Engage with communities ethically, helping protect the community and your team members from potential harm.
The National Health and Medical Research Council (NHMRC) along with the Australian Research Council and Universities Australia have published the National Statement on Ethical Conduct in Human Research (2007).
This document outlines guidelines to be followed to ensure that research involving people is done in an ethical manner, from planning through completion of a project.
While the ethics laid out in the guidelines are specific to research, the ethical standpoint is applicable to other human interaction as well, including that of community-based activities.
Harm avoidance is a key concern when considering ethical ways of working within the community.
The following specific forms of harm are identified in Section 2.1 of the National Statement Note this list is not exhaustive as there may be other types of harm:
Harms to avoid
- Physical harms: including injury, illness, pain;
- Psychological harms: including feelings of worthlessness, distress, guilt, anger or fear related, for example, to disclosure of sensitive or embarrassing information, or learning about a genetic possibility of developing an untreatable disease;
- Devaluation of personal worth: including being humiliated, manipulated or in other ways treated disrespectfully or unjustly;
- Social harms: including damage to social networks or relationships with others; discrimination in access to benefits, services, employment or insurance; social stigmatisation; and findings of previously unknown paternity status;
- Economic harms: including the imposition of direct or indirect costs on participants;
- Legal harms: including discovery and prosecution of criminal conduct.
Avoid the harms by assessing, minimising and managing risk when planning community activities.
For more information on risk management, see Section 2.1: Risk and Benefit of the National Statement.
Working with vulnerable groups
When assessing risk, keep in mind ethical considerations relating to particular vulnerable groups and communities.
Section 4 of the National Statement outlines how to approach vulnerable groups.
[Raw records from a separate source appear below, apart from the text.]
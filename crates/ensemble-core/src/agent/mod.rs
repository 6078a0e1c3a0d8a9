//! Agent abstraction module
//!
//! Defines the capability traits every task agent composes from:
//! - TaskAgent: manifest plus single-shot execution of a start command
//! - ResumableAgent: adds resume handling for orchestrators that fan work
//!   out and are re-invoked by the broker when a subtask group completes

mod task;

use async_trait::async_trait;
use ensemble_api::{AgentManifest, ResumeInput, TaskOutcome};
use serde_json::Value;
use thiserror::Error;

pub use task::{ResumeTask, StartTask};

/// Failure raised inside agent logic.
///
/// Caught at the execution wrapper boundary and converted into a `failed`
/// outcome; the variants classify the fault for logging.
#[derive(Debug, Error)]
pub enum AgentError {
    /// A required upstream call failed or returned an unusable result.
    #[error("upstream call failed: {0}")]
    Upstream(String),
    /// The agent's own computation failed.
    #[error("execution failed: {0}")]
    Execution(String),
    /// The agent was invoked in a way its definition does not support.
    #[error("configuration error: {0}")]
    Configuration(String),
}

/// A task agent: one task type, invoked by the broker over HTTP.
///
/// Agents are black boxes to the execution wrapper. They may call out to
/// other services while computing a result, but hold no state between
/// invocations; whatever a workflow needs later must travel in the outcome.
#[async_trait]
pub trait TaskAgent: Send + Sync {
    /// Static self-description: identity and schemas.
    fn manifest(&self) -> AgentManifest;

    /// Execute a validated start command.
    async fn execute(&self, task: StartTask) -> Result<TaskOutcome, AgentError>;
}

/// Capability extension for orchestrator agents.
///
/// An orchestrator owns the total ordering of its workflow's phases: on each
/// resume it maps the completed group id to the next fan-out, using only the
/// original input and the children's outputs carried in the call.
#[async_trait]
pub trait ResumableAgent: TaskAgent {
    /// Schema for resume payloads (`{originalInput, childrenOutputs}`).
    ///
    /// The default wraps the agent's input schema in the standard resume
    /// envelope; override it only for orchestrators with a bespoke resume
    /// payload.
    fn resume_input_schema(&self) -> Value {
        ResumeInput::schema_for(&self.manifest().input_schema)
    }

    /// Continue the workflow after the given group completed.
    async fn resume(&self, task: ResumeTask) -> Result<TaskOutcome, AgentError>;
}
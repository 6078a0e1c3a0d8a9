//! Input mappers for flow nodes
//!
//! Flow specs are plain data; per-node input shaping lives here, in a
//! registry keyed by node (or binding) name. A node without a registered
//! mapper passes the workflow input through unchanged.

use std::collections::HashMap;
use std::sync::Arc;

use serde_json::Value;

/// Derives a subtask's input payload from workflow data.
///
/// Both methods default to passing the original input through, so an
/// implementation only overrides the phase it cares about.
pub trait InputMapper: Send + Sync {
    /// Input for a subtask scheduled while starting the workflow.
    fn on_start(&self, input: &Value) -> Value {
        input.clone()
    }

    /// Input for a subtask scheduled after a group completed.
    fn on_resume(&self, original_input: &Value, _children_outputs: &[Value]) -> Value {
        original_input.clone()
    }
}

/// Adapter applying one closure to both phases' base input.
pub struct FnMapper<F>(pub F)
where
    F: Fn(&Value) -> Value + Send + Sync;

impl<F> InputMapper for FnMapper<F>
where
    F: Fn(&Value) -> Value + Send + Sync,
{
    fn on_start(&self, input: &Value) -> Value {
        (self.0)(input)
    }

    fn on_resume(&self, original_input: &Value, _children_outputs: &[Value]) -> Value {
        (self.0)(original_input)
    }
}

/// Registry of input mappers, keyed by node name.
#[derive(Default)]
pub struct MapperRegistry {
    mappers: HashMap<String, Arc<dyn InputMapper>>,
}

impl MapperRegistry {
    /// Create a new empty registry.
    pub fn new() -> Self {
        Self {
            mappers: HashMap::new(),
        }
    }

    /// Register a mapper for a node name.
    pub fn register(&mut self, node_name: impl Into<String>, mapper: Arc<dyn InputMapper>) {
        self.mappers.insert(node_name.into(), mapper);
    }

    /// Register a closure as the mapper for a node name.
    pub fn register_fn<F>(&mut self, node_name: impl Into<String>, f: F)
    where
        F: Fn(&Value) -> Value + Send + Sync + 'static,
    {
        self.register(node_name, Arc::new(FnMapper(f)));
    }

    /// Get the mapper registered for a node name.
    pub fn get(&self, node_name: &str) -> Option<Arc<dyn InputMapper>> {
        self.mappers.get(node_name).cloned()
    }

    /// Start-phase input for a node: registered mapper or identity.
    pub fn start_input(&self, node_name: &str, input: &Value) -> Value {
        match self.get(node_name) {
            Some(mapper) => mapper.on_start(input),
            None => input.clone(),
        }
    }

    /// Resume-phase input for a node: registered mapper or identity.
    pub fn resume_input(
        &self,
        node_name: &str,
        original_input: &Value,
        children_outputs: &[Value],
    ) -> Value {
        match self.get(node_name) {
            Some(mapper) => mapper.on_resume(original_input, children_outputs),
            None => original_input.clone(),
        }
    }
}

#[cfg(test)]
mod tests {
    use super::*;
    use serde_json::json;

    struct MergeChildren;

    impl InputMapper for MergeChildren {
        fn on_resume(&self, original_input: &Value, children_outputs: &[Value]) -> Value {
            json!({
                "original": original_input,
                "collected": children_outputs,
            })
        }
    }

    #[test]
    fn test_unregistered_name_falls_back_to_identity() {
        let registry = MapperRegistry::new();
        let input = json!({ "topicId": "t1" });
        assert_eq!(registry.start_input("anything", &input), input);
        assert_eq!(
            registry.resume_input("anything", &input, &[json!(1)]),
            input
        );
    }

    #[test]
    fn test_fn_mapper_shapes_start_input() {
        let mut registry = MapperRegistry::new();
        registry.register_fn("classify", |input| json!({ "topic": input["topicId"] }));

        let shaped = registry.start_input("classify", &json!({ "topicId": "t1" }));
        assert_eq!(shaped, json!({ "topic": "t1" }));
    }

    #[test]
    fn test_custom_mapper_sees_children_on_resume() {
        let mut registry = MapperRegistry::new();
        registry.register("merge", Arc::new(MergeChildren));

        let shaped = registry.resume_input(
            "merge",
            &json!({ "topicId": "t1" }),
            &[json!({ "label": "a" })],
        );
        assert_eq!(shaped["original"]["topicId"], "t1");
        assert_eq!(shaped["collected"][0]["label"], "a");
    }
}
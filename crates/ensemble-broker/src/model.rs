//! Wire shapes for the broker's catalog and task-submission surface.

use ensemble_api::{AgentManifest, TaskId};
use serde::{Deserialize, Serialize};
use serde_json::Value;

/// One entry in the broker's agent catalog.
#[derive(Debug, Clone, PartialEq, Serialize, Deserialize)]
#[serde(rename_all = "camelCase")]
pub struct AgentDefinition {
    pub name: String,
    pub description: String,
    /// Task type the broker dispatches to this agent.
    pub task_id: TaskId,
    pub input_schema: Value,
    pub output_schema: Value,
    /// Whether the agent accepts resume calls.
    pub orchestrator: bool,
    pub endpoint: TaskEndpoint,
}

impl AgentDefinition {
    /// Catalog entry for a manifest served under the given public base URL.
    pub fn from_manifest(manifest: &AgentManifest, base_url: &str) -> Self {
        Self {
            name: manifest.agent_name.clone(),
            description: manifest.description.clone(),
            task_id: manifest.task_id.clone(),
            input_schema: manifest.input_schema.clone(),
            output_schema: manifest.output_schema.clone(),
            orchestrator: manifest.is_resumable(),
            endpoint: TaskEndpoint::for_agent(base_url, &manifest.path()),
        }
    }
}

/// Where the broker reaches one agent.
#[derive(Debug, Clone, PartialEq, Serialize, Deserialize)]
#[serde(rename_all = "camelCase")]
pub struct TaskEndpoint {
    pub task_url: String,
    pub info_url: String,
}

impl TaskEndpoint {
    pub fn for_agent(base_url: &str, agent_path: &str) -> Self {
        let base = base_url.trim_end_matches('/');
        Self {
            task_url: format!("{}/agents/{}/tasks", base, agent_path),
            info_url: format!("{}/agents/{}/info", base, agent_path),
        }
    }
}

/// Broker acknowledgement for a submitted top-level task.
#[derive(Debug, Clone, PartialEq, Serialize, Deserialize)]
#[serde(rename_all = "camelCase")]
pub struct TaskSubmitAck {
    pub task_id: String,
    pub agent_name: String,
    pub task_execution_id: String,
}

#[cfg(test)]
mod tests {
    use super::*;
    use serde_json::json;

    fn sample_manifest() -> AgentManifest {
        AgentManifest::new("Topic Planner", "topic.plan", "Plans the sections of a topic")
            .with_input_schema(json!({
                "type": "object",
                "properties": { "topicId": { "type": "string" } },
                "required": ["topicId"]
            }))
            .with_output_schema(json!({ "type": "object" }))
    }

    #[test]
    fn test_definition_carries_orchestrator_flag_from_manifest() {
        let single = AgentDefinition::from_manifest(&sample_manifest(), "https://agents.example");
        assert!(!single.orchestrator);

        let manifest = sample_manifest().with_resume_input_schema(json!({ "type": "object" }));
        let orchestrator = AgentDefinition::from_manifest(&manifest, "https://agents.example");
        assert!(orchestrator.orchestrator);
    }

    #[test]
    fn test_endpoint_urls_derive_from_resolved_path() {
        let definition =
            AgentDefinition::from_manifest(&sample_manifest(), "https://agents.example/");
        assert_eq!(
            definition.endpoint.task_url,
            "https://agents.example/agents/topicplanner/tasks"
        );
        assert_eq!(
            definition.endpoint.info_url,
            "https://agents.example/agents/topicplanner/info"
        );
    }

    #[test]
    fn test_definition_wire_shape_is_camel_case() {
        let definition = AgentDefinition::from_manifest(&sample_manifest(), "https://agents.example");
        let value = serde_json::to_value(&definition).unwrap();
        assert_eq!(value["taskId"], "topic.plan");
        assert!(value.get("inputSchema").is_some());
        assert!(value.get("outputSchema").is_some());
        assert_eq!(value["orchestrator"], false);
        assert!(value["endpoint"].get("taskUrl").is_some());
        assert!(value["endpoint"].get("infoUrl").is_some());
    }

    #[test]
    fn test_submit_ack_decodes_from_broker_json() {
        let ack: TaskSubmitAck = serde_json::from_value(json!({
            "taskId": "topic.plan",
            "agentName": "Topic Planner",
            "taskExecutionId": "exec-123"
        }))
        .unwrap();
        assert_eq!(ack.task_id, "topic.plan");
        assert_eq!(ack.agent_name, "Topic Planner");
        assert_eq!(ack.task_execution_id, "exec-123");
    }
}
This section provides detailed guidelines for working with specific vulnerable groups, such as children, women who are pregnant, or Aboriginal and Torres Strait Islander people.
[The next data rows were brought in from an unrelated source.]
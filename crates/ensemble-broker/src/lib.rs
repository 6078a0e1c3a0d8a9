//! # Ensemble Broker
//!
//! Outbound client for the broker: catalog registration and top-level task
//! submission. Inbound traffic (the broker calling an agent) is the server
//! crate's concern and never passes through here.

mod client;
mod model;

pub use client::{BrokerClient, BrokerClientConfig, BrokerError};
pub use model::{AgentDefinition, TaskEndpoint, TaskSubmitAck};
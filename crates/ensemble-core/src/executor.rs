//! Task execution wrapper
//!
//! `run` is the single entry point the transport layer invokes: it selects
//! the schema the command demands, validates the payload, invokes the agent
//! and maps any fault into a `failed` response. No invalid payload reaches
//! agent logic, and no error escapes to the transport layer.

use ensemble_api::{AgentTaskRequest, AgentTaskResponse, ResumeInput, TaskCommand, NO_CID};

use crate::agent::{ResumeTask, StartTask};
use crate::registry::RegisteredAgent;
use crate::schema;

const MAX_LOG_TEXT_CHARS: usize = 2_000;

// Client-visible messages for wrapper-generated failures. The underlying
// detail is logged with the correlation id, never returned to the broker.
const VALIDATION_FAILED_MSG: &str = "task input validation failed";
const EXECUTION_FAILED_MSG: &str = "task execution failed";

fn truncate_for_log(input: &str, max_chars: usize) -> String {
    let char_count = input.chars().count();
    if char_count <= max_chars {
        return input.to_string();
    }
    let mut preview: String = input.chars().take(max_chars).collect();
    preview.push_str(&format!("... [truncated, total_chars={}]", char_count));
    preview
}

/// Execute one task request against a registered agent.
pub async fn run(agent: &RegisteredAgent, request: AgentTaskRequest) -> AgentTaskResponse {
    let AgentTaskRequest {
        task_id,
        task_instance_id,
        correlation_id,
        command,
        task_input_data,
    } = request;
    let cid = correlation_id.unwrap_or_else(|| NO_CID.to_string());
    let manifest = agent.manifest();

    let result = match (command, agent) {
        (TaskCommand::Start, _) => {
            if let Err(failure) = schema::validate(&manifest.input_schema, &task_input_data) {
                tracing::warn!(
                    task_id = %task_id,
                    correlation_id = %cid,
                    violations = %truncate_for_log(&failure.to_string(), MAX_LOG_TEXT_CHARS),
                    "start input rejected by schema"
                );
                return AgentTaskResponse::failed(cid, VALIDATION_FAILED_MSG);
            }

            let task = StartTask {
                correlation_id: cid.clone(),
                task_instance_id,
                input: task_input_data,
            };
            match agent {
                RegisteredAgent::Single(a) => a.execute(task).await,
                RegisteredAgent::Orchestrator(a) => a.execute(task).await,
            }
        }
        (TaskCommand::Resume { .. }, RegisteredAgent::Single(_)) => {
            tracing::warn!(
                task_id = %task_id,
                correlation_id = %cid,
                "resume sent to a single-shot agent"
            );
            return AgentTaskResponse::failed(
                cid,
                format!("task '{}' does not support resume", task_id),
            );
        }
        (
            TaskCommand::Resume { completed_group_id },
            RegisteredAgent::Orchestrator(orchestrator),
        ) => {
            // The registry injects the resume schema into orchestrator
            // manifests; fall back to the trait for a bare entry.
            let resume_schema = manifest
                .resume_input_schema
                .clone()
                .unwrap_or_else(|| orchestrator.resume_input_schema());

            if let Err(failure) = schema::validate(&resume_schema, &task_input_data) {
                tracing::warn!(
                    task_id = %task_id,
                    correlation_id = %cid,
                    completed_group_id = %completed_group_id,
                    violations = %truncate_for_log(&failure.to_string(), MAX_LOG_TEXT_CHARS),
                    "resume input rejected by schema"
                );
                return AgentTaskResponse::failed(cid, VALIDATION_FAILED_MSG);
            }

            let resume_input: ResumeInput = match serde_json::from_value(task_input_data) {
                Ok(input) => input,
                Err(err) => {
                    tracing::warn!(
                        task_id = %task_id,
                        correlation_id = %cid,
                        error = %err,
                        "resume input does not decode"
                    );
                    return AgentTaskResponse::failed(cid, VALIDATION_FAILED_MSG);
                }
            };

            let task = ResumeTask {
                correlation_id: cid.clone(),
                task_instance_id,
                completed_group_id,
                original_input: resume_input.original_input,
                children_outputs: resume_input.children_outputs,
            };
            tracing::debug!(
                task_id = %task_id,
                correlation_id = %cid,
                completed_group_id = %task.completed_group_id,
                children = task.children_outputs.len(),
                "resume input validated"
            );
            orchestrator.resume(task).await
        }
    };

    match result {
        Ok(outcome) => {
            tracing::info!(
                task_id = %task_id,
                correlation_id = %cid,
                stop_reason = %outcome.stop_reason(),
                "task finished"
            );
            AgentTaskResponse::new(cid, outcome)
        }
        Err(err) => {
            tracing::error!(
                task_id = %task_id,
                correlation_id = %cid,
                error = %truncate_for_log(&err.to_string(), MAX_LOG_TEXT_CHARS),
                "task execution failed"
            );
            AgentTaskResponse::failed(cid, EXECUTION_FAILED_MSG)
        }
    }
}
Another aspect of ensuring that work in the community is ethical, is to ensure that participants of community activities consent to participate. The consent should be a voluntary choice based on sufficient information and understanding of outcomes, as well as the implications of participation. For more information on understanding, qualifying, and obtaining consent, see Section 2.2: General Requirements for Consent of the National Statement.
Privacy and Confidentiality
When collecting any data or personal information as part of the community, it is important to maintain the privacy and confidentiality of individuals, and communities.
Section 3.1, Element 4: Collection, Use and Management of Data and Information of the National Statement addresses “the ethical issues related to generation, collection, access, use, analysis, disclosure, storage, retention, disposal, sharing and re-use of data or information”.